On this Wednesday morning Marcus called McTeague out into the hall, to the head of the stairs that led down to the street door.

“Come and listen to Maria, Mac,” said he.

Maria sat on the next to the lowest step, her chin propped by her two fists. The redheaded Polish Jew, the ragman Zerkow, stood in the doorway. He was talking eagerly.

“Now, just once more, Maria,” he was saying. “Tell it to us just once more.” Maria’s voice came up the stairway in a monotone. Marcus and McTeague caught a phrase from time to time.

“There were more than a hundred pieces, and every one of them gold⁠—just that punch-bowl was worth a fortune-thick, fat, red gold.”

“Get onto to that, will you?” observed Marcus. “The old skin has got her started on the plate. Ain’t they a pair for you?”

“And it rang like bells, didn’t it?” prompted Zerkow.

“Sweeter’n church bells, and clearer.”

“Ah, sweeter’n bells. Wasn’t that punch-bowl awful heavy?”

“All you could do to lift it.”

“I know. Oh, I know,” answered Zerkow, clawing at his lips. “Where did it all go to? Where did it go?”

Maria shook her head.

“It’s gone, anyhow.”

“Ah, gone, gone! Think of it! The punch-bowl gone, and the engraved ladle, and the plates and goblets.
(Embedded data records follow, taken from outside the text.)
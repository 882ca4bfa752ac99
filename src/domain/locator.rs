// Copyright 2025 JiangLong.
//
// Licensed under the Apache License, Version 2.0 (the "License");
// you may not use this file except in compliance with the License.
// You may obtain a copy of the License at
//
//     http://www.apache.org/licenses/LICENSE-2.0
//
// Unless required by applicable law or agreed to in writing, software
// distributed under the License is distributed on an "AS IS" BASIS,
// WITHOUT WARRANTIES OR CONDITIONS OF ANY KIND, either express or implied.
// See the License for the specific language governing permissions and
// limitations under the License.

//! Cross-cluster resource identifiers of the form `[cluster/]namespace/name`

use crate::shared::error::VolsyncError;
use std::fmt;
use std::str::FromStr;

/// A resolved `[cluster/]namespace/name` reference.
///
/// `cluster` is `None` when the identifier used the two-segment form, meaning
/// the current kubeconfig context should be used.
#[derive(Debug, Clone, PartialEq, Eq, Hash)]
pub struct ResourceIdentifier {
    pub cluster: Option<String>,
    pub namespace: String,
    pub name: String,
}

impl ResourceIdentifier {
    pub fn parse(identifier: &str) -> Result<Self, VolsyncError> {
        let segments: Vec<&str> = identifier.split('/').collect();

        let (cluster, namespace, name) = match segments.as_slice() {
            [namespace, name] => (None, *namespace, *name),
            [cluster, namespace, name] => {
                if cluster.is_empty() {
                    return Err(VolsyncError::malformed_identifier(
                        identifier,
                        "cluster segment is empty",
                    ));
                }
                (Some(cluster.to_string()), *namespace, *name)
            }
            _ => {
                return Err(VolsyncError::malformed_identifier(
                    identifier,
                    format!("expected 2 or 3 segments, found {}", segments.len()),
                ))
            }
        };

        if namespace.is_empty() {
            return Err(VolsyncError::malformed_identifier(
                identifier,
                "namespace is empty",
            ));
        }
        if name.is_empty() {
            return Err(VolsyncError::malformed_identifier(identifier, "name is empty"));
        }

        Ok(Self {
            cluster,
            namespace: namespace.to_string(),
            name: name.to_string(),
        })
    }

    /// Cluster context name, or the empty string for the ambient context
    pub fn cluster_name(&self) -> &str {
        self.cluster.as_deref().unwrap_or("")
    }
}

impl FromStr for ResourceIdentifier {
    type Err = VolsyncError;

    fn from_str(s: &str) -> Result<Self, Self::Err> {
        Self::parse(s)
    }
}

impl fmt::Display for ResourceIdentifier {
    fn fmt(&self, f: &mut fmt::Formatter<'_>) -> fmt::Result {
        match &self.cluster {
            Some(cluster) => write!(f, "{}/{}/{}", cluster, self.namespace, self.name),
            None => write!(f, "{}/{}", self.namespace, self.name),
        }
    }
}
What a sight it must have been all heaped together!”

“It was a wonderful sight.”

“Yes, wonderful; it must have been.”

On the lower steps of that cheap flat, the Mexican woman and the red-haired Polish Jew mused long over that vanished, half-mythical gold plate.

Marcus and the dentist spent Washington’s Birthday across the bay. The journey over was one long agony to McTeague. He shook with a formless, uncertain dread; a dozen times he would have turned back had not Marcus been with him. The stolid giant was as nervous as a schoolboy. He fancied that his call upon Miss Sieppe was an outrageous affront. She would freeze him with a stare; he would be shown the door, would be ejected, disgraced.

As they got off the local train at B Street station they suddenly collided with the whole tribe of Sieppes⁠—the mother, father, three children, and Trina⁠—equipped for one of their eternal picnics. They were to go to Schuetzen Park, within walking distance of the station. They were grouped about four lunch baskets. One of the children, a little boy, held a black greyhound by a rope around its neck. Trina wore a blue cloth skirt, a striped shirt waist, and a white sailor; about her round waist was a belt of imitation alligator skin.

At once Mrs. Sieppe began to talk to Marcus. He had written of their coming, but the picnic had been decided upon after the arrival of his letter. Mrs. Sieppe explained this to him. She was an immense old lady with a pink face and wonderful hair, absolutely white. The Sieppes were a German-Swiss family.

“We go to der park, Schuetzen Park, mit alle dem childern, a little eggs-kursion, eh not soh? We breathe der freshes air, a celubration, a pignic bei der seashore on. Ach, dot wull be soh gay, ah?”

“You bet it will. It’ll be outa sight,” cried Marcus, enthusiastic in an instant. “This is m’ friend Doctor McTeague I wrote you about, Mrs. Sieppe.”

“Ach, der doktor,” cried Mrs. Sieppe.

McTeague was presented, shaking hands gravely as Marcus shouldered him from one to the other.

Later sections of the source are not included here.